ALL Products at Sedlescombe are ORGANIC. Some products, in addition, are also BIODYNAMIC.

'Organic' is a legally protected term and may only be used for food and drink products when these have been independently certified by an approved certification body such as The Soil Association, The Biodynamic Association, or similar organization. Organic wines can only be produced from certified organically grown grapes and must be produced in a certified organic winery. So called 'Natural wines' which have gained some publicity recently may or may not be organically certified, and often rely entirely on the discretion of the individual wine producer as to whether or not to use organically approved inputs and are not subject to the rigorous independent inspections necessary for certified organic accreditation.

The EU Organic Logo

The Differences
The main difference between organic and conventional wines is what happens to the soil and vines in the vineyard. No chemical fertilizers, herbicides (weed-killers), or systemic fungicides (stop mildew diseases, etc) or insecticides are allowed in organic vineyards. Soils are kept healthy and fertile using composts, green manure cover crops such as clovers, etc. which also improve wild-life habitats for insects (bees and butterflies) and birds.

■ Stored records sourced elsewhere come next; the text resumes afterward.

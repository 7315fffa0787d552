//! # Module Shapes
//!
//! Canonical channel layouts and a builder for modules declared in code.
//!
//! | Shape       | Inputs  | Outputs  |
//! |-------------|---------|----------|
//! | `Source`    | -       | `output` |
//! | `Sink`      | `input` | -        |
//! | `Processor` | `input` | `output` |

use std::fmt;
use std::sync::Arc;

use stream_types::{BindingResult, ChannelSlot};

use crate::adapters::ports::{ModuleChannels, ModuleDefinition};

/// Conventional input channel name.
pub const INPUT: &str = "input";
/// Conventional output channel name.
pub const OUTPUT: &str = "output";

/// Standard module layouts.
#[derive(Debug, Clone, Copy, PartialEq, Eq)]
pub enum ModuleShape {
    Source,
    Sink,
    Processor,
}

impl ModuleShape {
    #[must_use]
    pub fn slots(&self) -> Vec<ChannelSlot> {
        match self {
            Self::Source => vec![ChannelSlot::output(OUTPUT)],
            Self::Sink => vec![ChannelSlot::input(INPUT)],
            Self::Processor => vec![ChannelSlot::input(INPUT), ChannelSlot::output(OUTPUT)],
        }
    }

    #[must_use]
    pub fn as_str(&self) -> &'static str {
        match self {
            Self::Source => "source",
            Self::Sink => "sink",
            Self::Processor => "processor",
        }
    }
}

type ReadyCallback = Arc<dyn Fn(&ModuleChannels) -> BindingResult<()> + Send + Sync>;

/// A module assembled from slots and an optional ready callback.
///
/// ```rust,ignore
/// let doubler = ModuleSpec::new("doubler")
///     .input("numbers")
///     .output("doubled")
///     .content_type("doubled", "text/plain")
///     .on_ready(|channels| { /* subscribe and spawn */ Ok(()) });
/// ```
#[derive(Clone)]
pub struct ModuleSpec {
    name: String,
    slots: Vec<ChannelSlot>,
    on_ready: Option<ReadyCallback>,
}

impl ModuleSpec {
    pub fn new(name: impl Into<String>) -> Self {
        Self {
            name: name.into(),
            slots: Vec::new(),
            on_ready: None,
        }
    }

    /// Module with the slots of `shape`, named after the shape.
    pub fn shaped(shape: ModuleShape) -> Self {
        Self::new(shape.as_str()).with_slots(shape.slots())
    }

    pub fn source() -> Self {
        Self::shaped(ModuleShape::Source)
    }

    pub fn sink() -> Self {
        Self::shaped(ModuleShape::Sink)
    }

    pub fn processor() -> Self {
        Self::shaped(ModuleShape::Processor)
    }

    #[must_use]
    pub fn named(mut self, name: impl Into<String>) -> Self {
        self.name = name.into();
        self
    }

    #[must_use]
    pub fn with_slots(mut self, slots: Vec<ChannelSlot>) -> Self {
        self.slots.extend(slots);
        self
    }

    #[must_use]
    pub fn input(mut self, name: impl Into<String>) -> Self {
        self.slots.push(ChannelSlot::input(name));
        self
    }

    #[must_use]
    pub fn output(mut self, name: impl Into<String>) -> Self {
        self.slots.push(ChannelSlot::output(name));
        self
    }

    /// Declare the content type of every slot called `name`.
    #[must_use]
    pub fn content_type(mut self, name: &str, content_type: impl Into<String>) -> Self {
        let content_type = content_type.into();
        for slot in self.slots.iter_mut().filter(|s| s.name == name) {
            slot.content_type = Some(content_type.clone());
        }
        self
    }

    #[must_use]
    pub fn on_ready<F>(mut self, callback: F) -> Self
    where
        F: Fn(&ModuleChannels) -> BindingResult<()> + Send + Sync + 'static,
    {
        self.on_ready = Some(Arc::new(callback));
        self
    }

    /// Finish into a shareable module definition.
    pub fn build(self) -> Arc<dyn ModuleDefinition> {
        Arc::new(self)
    }
}

impl ModuleDefinition for ModuleSpec {
    fn name(&self) -> &str {
        &self.name
    }

    fn channels(&self) -> Vec<ChannelSlot> {
        self.slots.clone()
    }

    fn on_channels_ready(&self, channels: &ModuleChannels) -> BindingResult<()> {
        match &self.on_ready {
            Some(callback) => callback(channels),
            None => Ok(()),
        }
    }
}

impl fmt::Debug for ModuleSpec {
    fn fmt(&self, f: &mut fmt::Formatter<'_>) -> fmt::Result {
        f.debug_struct("ModuleSpec")
            .field("name", &self.name)
            .field("slots", &self.slots)
            .field("on_ready", &self.on_ready.is_some())
            .finish()
    }
}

The only crop sprays allowed at the discretion of the certification body are non-systemic minerals such as sulphur and copper which stay on the plant surface and do not enter the sap system or leave residues in the fruit like the systemic chemical sprays used in non-organic vineyards do. These rather 'primitive' organic sprays are less effective at controlling diseases meaning much hard work shoot positioning and de-leafing around the bunches is also required to keep the vine canopy open and airy to help prevent fungal diseases. Many organic vineyards, including Sedlescombe, are gradually switching their vineyards over to newer disease resistant vine varieties requiring little or no spraying. 

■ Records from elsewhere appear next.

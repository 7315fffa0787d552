//! Cross-crate integration tests.

pub mod aggregation;
pub mod extraction;
pub mod lifecycle;
pub mod resolution;
pub mod selection;
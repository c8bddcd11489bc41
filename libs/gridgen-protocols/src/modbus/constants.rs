//! Modbus framing constants
//!
//! Sizes follow the Modbus TCP request envelope for register operations.

// ============================================================================
// Frame Size Constants
// ============================================================================

/// MBAP header length
/// Format: Transaction ID(2) + Protocol ID(2) + Length(2) + Unit ID(1) = 7 bytes
pub const MBAP_HEADER_LEN: usize = 7;

/// Register request PDU: Function Code(1) + Address(2) + Quantity(2)
pub const REQUEST_PDU_LEN: usize = 5;

/// Complete request frame on the wire
pub const REQUEST_FRAME_LEN: usize = MBAP_HEADER_LEN + REQUEST_PDU_LEN;

/// MBAP length field of a register request: Unit ID(1) + PDU(5)
pub const REQUEST_LENGTH_FIELD: u16 = 6;

/// Protocol identifier, always 0 for Modbus
pub const MODBUS_PROTOCOL_ID: u16 = 0;

// ============================================================================
// Function Codes
// ============================================================================

pub const FC_READ_HOLDING_REGISTERS: u8 = 0x03;
pub const FC_WRITE_MULTIPLE_REGISTERS: u8 = 0x10;

// ============================================================================
// Defaults
// ============================================================================

/// Well-known Modbus TCP port
pub const DEFAULT_MODBUS_PORT: u16 = 502;

pub const DEFAULT_UNIT_ID: u8 = 1;

// ============================================================================
// Malformed Payload Bounds
// ============================================================================

/// Shortest malformed payload in bytes (inclusive)
pub const MALFORMED_MIN_LEN: usize = 5;

/// Longest malformed payload in bytes (inclusive)
pub const MALFORMED_MAX_LEN: usize = 50;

In the winery, several additives and wine making aids permitted for conventional wines are not authorized. Sulphites which are used to prevent premature ageing of wines have to be kept to about one third less than the amount allowed for ordinary wines. Look for the EU organic certification logo on the label, and do not be fooled by some sellers claiming that the grower is organic but doesn't bother getting his wine independently certified. If it's not certified.... it isn't organic!

Furthermore, genetically modified organisms (GMO's) are not permitted in Organic systems. This means that animal manures cannot come from stock fed with feedstuffs containing GMO's and that yeasts and other wine making materials have to be certified GMO free when used in organic wines. Just how many of the so-called 'Natural Wine' producers are even aware of some of these more obscure regulations, let alone adhere to them, is unknown!